Before I present an answer, allow me to elaborate on this question, and what ‘switching careers’ really means. Ask any B-School’s career center, and they will proudly say that over 70% of their students are career changers. Given the diverse backgrounds that students come from, and the kinds of roles that are posted at B-Schools these days, it may be a little difficult to bring complete transparency and objectivity to what a career change really is. At most schools, a career change is considered as a function OR industry shift.  This, in practicality, is very achievable, but is this really a career change?

A career change, arguably, is when you want to do something else because you don’t like what you are doing now! Given that you only have experience in what you don’t like doing, you find yourself in a vicious circle.  Not liking your current situation is only natural, but it does not mean that you have to radially change your situation to find your true calling.
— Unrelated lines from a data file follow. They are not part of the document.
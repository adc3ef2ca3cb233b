//! Query Hub
//!
//! The facade exposed to callers. It owns the data source registry and wires
//! the prober, introspector, schema cache and executor together. Every
//! operation is scoped to a principal: data sources owned by someone else, or
//! logically deleted, behave as if they did not exist.

use crate::config::EngineConfig;
use crate::database::cache::{CacheLookup, MemorySchemaStore, SchemaCache, SchemaStore};
use crate::database::connection::{Connector, DriverConnector};
use crate::database::datasource::{
    ConnectTarget, ConnectionStatus, CredentialStore, DataSourceConnection, DataSourceId, DataSourceStore,
    DataSourceUpdate, EnvironmentCredentials, InMemoryDataSourceStore, NewDataSource, Principal,
};
use crate::database::introspector::SchemaIntrospector;
use crate::database::prober::ConnectionProber;
use crate::database::schema::SchemaDocument;
use crate::error::{QueryHubError, Result};
use crate::query::executor::{ExecutionPlan, QueryExecutor};
use crate::query::history::{ExecutionLog, ExecutionRecord, MemoryExecutionLog};
use crate::query::result::{ProbeOutcome, QueryResponse};
use crate::query::saved::{extract_sql, SavedQuerySource, SqlGenerator};
use chrono::Utc;
use serde::Deserialize;
use serde_json::{Map, Value};
use std::sync::Arc;
use std::time::Duration;
use tracing::{info, warn};
use uuid::Uuid;

/// Longest statement timeout a caller may ask for (one day)
pub const MAX_TIMEOUT_SECS: u64 = 24 * 60 * 60;

/// Caller-facing execution request
#[derive(Debug, Clone, Default, Deserialize)]
pub struct QueryRequest {
    pub data_source_id: DataSourceId,
    pub sql: String,
    #[serde(default)]
    pub parameters: Map<String, Value>,
    /// Defaults to the engine's row limit
    pub limit: Option<u64>,
    /// Defaults to the engine's statement timeout
    pub timeout_secs: Option<u64>,
}

impl QueryRequest {
    pub fn new(data_source_id: DataSourceId, sql: impl Into<String>) -> Self {
        Self {
            data_source_id,
            sql: sql.into(),
            ..Default::default()
        }
    }

    pub fn with_parameters(mut self, parameters: Map<String, Value>) -> Self {
        self.parameters = parameters;
        self
    }

    pub fn with_limit(mut self, limit: u64) -> Self {
        self.limit = Some(limit);
        self
    }

    pub fn with_timeout_secs(mut self, timeout_secs: u64) -> Self {
        self.timeout_secs = Some(timeout_secs);
        self
    }
}

/// Builder for [`QueryHub`]
pub struct QueryHubBuilder {
    engine: EngineConfig,
    connector: Arc<dyn Connector>,
    data_sources: Arc<dyn DataSourceStore>,
    credentials: Arc<dyn CredentialStore>,
    schema_store: Arc<dyn SchemaStore>,
    execution_log: Arc<dyn ExecutionLog>,
    saved_queries: Option<Arc<dyn SavedQuerySource>>,
    sql_generator: Option<Arc<dyn SqlGenerator>>,
}

impl QueryHubBuilder {
    /// Real drivers, in-memory stores and environment credentials
    pub fn new(engine: EngineConfig) -> Self {
        Self {
            engine,
            connector: Arc::new(DriverConnector),
            data_sources: Arc::new(InMemoryDataSourceStore::new()),
            credentials: Arc::new(EnvironmentCredentials),
            schema_store: Arc::new(MemorySchemaStore::new()),
            execution_log: Arc::new(MemoryExecutionLog::new()),
            saved_queries: None,
            sql_generator: None,
        }
    }

    pub fn connector(mut self, connector: Arc<dyn Connector>) -> Self {
        self.connector = connector;
        self
    }

    pub fn data_sources(mut self, store: Arc<dyn DataSourceStore>) -> Self {
        self.data_sources = store;
        self
    }

    pub fn credentials(mut self, credentials: Arc<dyn CredentialStore>) -> Self {
        self.credentials = credentials;
        self
    }

    pub fn schema_store(mut self, store: Arc<dyn SchemaStore>) -> Self {
        self.schema_store = store;
        self
    }

    pub fn execution_log(mut self, log: Arc<dyn ExecutionLog>) -> Self {
        self.execution_log = log;
        self
    }

    pub fn saved_queries(mut self, source: Arc<dyn SavedQuerySource>) -> Self {
        self.saved_queries = Some(source);
        self
    }

    pub fn sql_generator(mut self, generator: Arc<dyn SqlGenerator>) -> Self {
        self.sql_generator = Some(generator);
        self
    }

    pub fn build(self) -> QueryHub {
        let connect_timeout = self.engine.connect_timeout();
        QueryHub {
            prober: ConnectionProber::new(Arc::clone(&self.connector), self.engine.probe_timeout()),
            introspector: SchemaIntrospector::new(Arc::clone(&self.connector), connect_timeout),
            executor: QueryExecutor::new(
                Arc::clone(&self.connector),
                Arc::clone(&self.credentials),
                Arc::clone(&self.execution_log),
                connect_timeout,
            ),
            cache: SchemaCache::new(self.schema_store, self.engine.schema_cache_ttl()),
            engine: self.engine,
            data_sources: self.data_sources,
            credentials: self.credentials,
            execution_log: self.execution_log,
            saved_queries: self.saved_queries,
            sql_generator: self.sql_generator,
        }
    }
}
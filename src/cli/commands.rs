//! Command handlers for CLI
//!
//! This module implements all `/` commands for the Query Hub CLI.

use crate::cli::render;
use crate::config::SharedState;
use crate::database::datasource::DataSourceConnection;
use crate::error::{QueryHubError, Result};
use crate::hub::QueryRequest;

/// Executions shown by `/history`
const HISTORY_LIMIT: usize = 20;

/// Command types
#[derive(Debug, Clone, PartialEq)]
pub enum CommandType {
    /// List data sources
    Sources,
    /// Select the current data source
    Use { source: String },
    /// Test connectivity
    Probe { source: Option<String> },
    /// Show the schema, or one table of it
    Schema { source: Option<String>, table: Option<String> },
    /// Drop the cached schema
    Refresh { source: Option<String> },
    /// Run SQL against a named data source
    Run { source: String, sql: String },
    /// Recent executions
    History,
    /// Show help message
    Help,
    /// Exit the application
    Quit,
    /// Bare SQL against the current data source
    Sql { text: String },
}

/// Parsed command
#[derive(Debug, Clone)]
pub struct Command {
    /// The type of command
    pub command_type: CommandType,
}

fn arg(parts: &[&str], index: usize) -> Option<String> {
    parts.get(index).map(|s| s.to_string())
}

impl Command {
    /// Parse a command from user input
    pub fn parse(input: &str) -> Result<Self> {
        let input = input.trim();

        // Check if it's a command (starts with /)
        if !input.starts_with('/') {
            return Ok(Command {
                command_type: CommandType::Sql {
                    text: input.to_string(),
                },
            });
        }

        let parts: Vec<&str> = input.split_whitespace().collect();
        let cmd = parts[0];

        let command_type = match cmd {
            "/sources" => CommandType::Sources,
            "/use" => match arg(&parts, 1) {
                Some(source) => CommandType::Use { source },
                None => {
                    return Err(QueryHubError::InvalidCommandSyntax {
                        command: cmd.to_string(),
                        expected: "/use <source>".to_string(),
                    })
                }
            },
            "/probe" => CommandType::Probe { source: arg(&parts, 1) },
            "/schema" => CommandType::Schema {
                source: arg(&parts, 1),
                table: arg(&parts, 2),
            },
            "/refresh" => CommandType::Refresh { source: arg(&parts, 1) },
            "/run" => {
                // The SQL keeps its original spacing
                let rest = input[cmd.len()..].trim_start();
                match rest.split_once(char::is_whitespace) {
                    Some((source, sql)) if !sql.trim().is_empty() => CommandType::Run {
                        source: source.to_string(),
                        sql: sql.trim().to_string(),
                    },
                    _ => {
                        return Err(QueryHubError::InvalidCommandSyntax {
                            command: cmd.to_string(),
                            expected: "/run <source> <sql>".to_string(),
                        })
                    }
                }
            }
            "/history" => CommandType::History,
            "/help" => CommandType::Help,
            "/quit" | "/exit" => CommandType::Quit,
            _ => return Err(QueryHubError::UnknownCommand(cmd.to_string())),
        };

        Ok(Command { command_type })
    }
}

/// Resolve a named source, falling back to the current one
async fn resolve_source(state: &SharedState, name: Option<&str>) -> Result<DataSourceConnection> {
    let state = state.read().await;
    match name {
        Some(name) => state.hub.find_data_source(name, &state.principal).await,
        None => state.current_source.clone().ok_or_else(|| {
            QueryHubError::InvalidInput("No data source selected. Use /use <source> first.".to_string())
        }),
    }
}

async fn run_sql(state: &SharedState, source: &DataSourceConnection, sql: &str) -> Result<String> {
    let (hub, principal) = {
        let state = state.read().await;
        (state.hub.clone(), state.principal.clone())
    };
    let response = hub
        .execute_query(QueryRequest::new(source.id, sql), &principal)
        .await?;
    Ok(render::render_response(&response))
}

/// Handle a command and return the result message
pub async fn handle_command(command: &Command, state: SharedState) -> Result<String> {
    match &command.command_type {
        CommandType::Sources => {
            let state = state.read().await;
            let sources = state.hub.list_data_sources(&state.principal).await?;
            Ok(render::render_sources(&sources, state.current_source_name()))
        }
        CommandType::Use { source } => {
            let found = resolve_source(&state, Some(source)).await?;
            let message = format!("✓ Using {} ({})", found.name, found.kind);
            state.write().await.set_current_source(found);
            Ok(message)
        }
        CommandType::Probe { source } => {
            let found = resolve_source(&state, source.as_deref()).await?;
            let state = state.read().await;
            let outcome = state.hub.probe_connection(&found.id, &state.principal).await?;
            if outcome.success {
                Ok(format!("✓ {}: {} ({} ms)", found.name, outcome.message, outcome.elapsed_ms))
            } else {
                Ok(format!("✗ {}: {}", found.name, outcome.message))
            }
        }
        CommandType::Schema { source, table } => {
            let found = resolve_source(&state, source.as_deref()).await?;
            let state = state.read().await;
            let document = state.hub.get_schema(&found.id, &state.principal).await?;
            match table {
                Some(name) => document
                    .get_table(name)
                    .map(render::render_table)
                    .ok_or_else(|| QueryHubError::NotFound(format!("Table {} in {}", name, found.name))),
                None => Ok(render::render_schema(&document)),
            }
        }
        CommandType::Refresh { source } => {
            let found = resolve_source(&state, source.as_deref()).await?;
            let state = state.read().await;
            state.hub.clear_schema_cache(&found.id, &state.principal).await?;
            Ok(format!("✓ Schema cache cleared for {}", found.name))
        }
        CommandType::Run { source, sql } => {
            let found = resolve_source(&state, Some(source)).await?;
            run_sql(&state, &found, sql).await
        }
        CommandType::Sql { text } => {
            let found = resolve_source(&state, None).await?;
            run_sql(&state, &found, text).await
        }
        CommandType::History => {
            let state = state.read().await;
            let records = state.hub.recent_executions(&state.principal, HISTORY_LIMIT).await?;
            Ok(render::render_history(&records))
        }
        CommandType::Help => {
            let help = r#"
Query Hub Commands

Data Sources:
  /sources                    List configured data sources
  /use <source>               Select the data source bare SQL runs against
  /probe [source]             Test connectivity

Schema:
  /schema [source] [table]    Show the (cached) schema or one table
  /refresh [source]           Drop the cached schema

Queries:
  /run <source> <sql>         Run SQL against a data source
  /history                    Show recent executions

Session:
  /help                       Show this help message
  /quit, /exit                Exit Query Hub

Any text without a / prefix runs as SQL against the current data source.

Examples:
  /use warehouse
  /schema warehouse orders
  SELECT * FROM orders WHERE status = 'open'
"#;
            Ok(help.to_string())
        }
        CommandType::Quit => Ok("Goodbye!".to_string()),
    }
}

/// Format an error for display
pub fn format_error(error: &QueryHubError) -> String {
    format!("Error: {}", error)
}

#[cfg(test)]
mod tests {
    use super::*;

    #[test]
    fn test_parse_sources_command() {
        let cmd = Command::parse("/sources").unwrap();
        assert_eq!(cmd.command_type, CommandType::Sources);
    }

    #[test]
    fn test_parse_use_command() {
        let cmd = Command::parse("/use warehouse").unwrap();
        assert_eq!(
            cmd.command_type,
            CommandType::Use {
                source: "warehouse".to_string()
            }
        );
    }

    #[test]
    fn test_parse_optional_source() {
        let cmd = Command::parse("/probe").unwrap();
        assert_eq!(cmd.command_type, CommandType::Probe { source: None });

        let cmd = Command::parse("/refresh crm").unwrap();
        assert_eq!(
            cmd.command_type,
            CommandType::Refresh {
                source: Some("crm".to_string())
            }
        );
    }

    #[test]
    fn test_parse_schema_command() {
        let cmd = Command::parse("/schema warehouse orders").unwrap();
        assert_eq!(
            cmd.command_type,
            CommandType::Schema {
                source: Some("warehouse".to_string()),
                table: Some("orders".to_string())
            }
        );
    }

    #[test]
    fn test_parse_run_keeps_sql_intact() {
        let cmd = Command::parse("/run crm SELECT  name FROM t WHERE x = 'a b'").unwrap();
        assert_eq!(
            cmd.command_type,
            CommandType::Run {
                source: "crm".to_string(),
                sql: "SELECT  name FROM t WHERE x = 'a b'".to_string()
            }
        );
    }

    #[test]
    fn test_parse_quit_command() {
        let cmd1 = Command::parse("/quit").unwrap();
        assert_eq!(cmd1.command_type, CommandType::Quit);

        let cmd2 = Command::parse("/exit").unwrap();
        assert_eq!(cmd2.command_type, CommandType::Quit);
    }

    #[test]
    fn test_parse_bare_sql() {
        let cmd = Command::parse("SELECT 1").unwrap();
        assert_eq!(
            cmd.command_type,
            CommandType::Sql {
                text: "SELECT 1".to_string()
            }
        );
    }

    #[test]
    fn test_parse_invalid_command() {
        let result = Command::parse("/invalid");
        assert!(matches!(result, Err(QueryHubError::UnknownCommand(_))));
    }

    #[test]
    fn test_parse_missing_args() {
        assert!(Command::parse("/use").is_err());
        assert!(Command::parse("/run").is_err());
        assert!(Command::parse("/run crm").is_err());
    }
}
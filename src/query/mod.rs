//! Query module
//!
//! SQL rewriting, statement execution, uniform results and execution history.

pub mod executor;
pub mod history;
pub mod result;
pub mod saved;
pub mod sql;

// Re-exports
pub use executor::{ExecutionPlan, QueryExecutor};
pub use history::{ExecutionLog, ExecutionRecord, ExecutionStatus, MemoryExecutionLog, SqliteExecutionLog};
pub use result::{ProbeOutcome, QueryResponse, ResultColumn, ResultRow, StatementOutcome, TabularResult};
pub use saved::{InMemorySavedQueries, SavedQuery, SavedQuerySource, SqlGenerator};
pub use sql::{apply_limit, apply_parameters, apply_row_limit};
Career centers at most schools will also advice you against radical changes.

The MBA, in itself, is not a specialization – it is a program designed for specialists, and hence the experience requirement in the application.  At most top schools, the average experience is around 5 years, and there is a reason for this.  With the ‘why now’ question, Schools want to gauge whether you have acquired some level of functional or industry depth.  At this stage if you want to change careers, it is more difficult for the School to launch your career because the MBA will not provide you depth – it will only provide you breadth.  Hence, it is necessary to look at your post MBA job as an evolution to your background. Rather than a career change, look for career growth.

The top 200 to 300 jobs posted at the Indian School of Business, or for that matter, at any other top B-School, arguably, will not weigh past experience over brilliance – these are strategy, consulting and leadership rotational roles that will look at intellectual horsepower and problem solving ability over depth of knowledge.  The companies that hire for these roles will look at your CGPA, brand quality of your undergraduate institution, and a competitive pre-MBA job as evidence of potential.  They will have multiple rounds of case based interviews to ensure that you can address problems quickly, with confidence, and with incomplete information.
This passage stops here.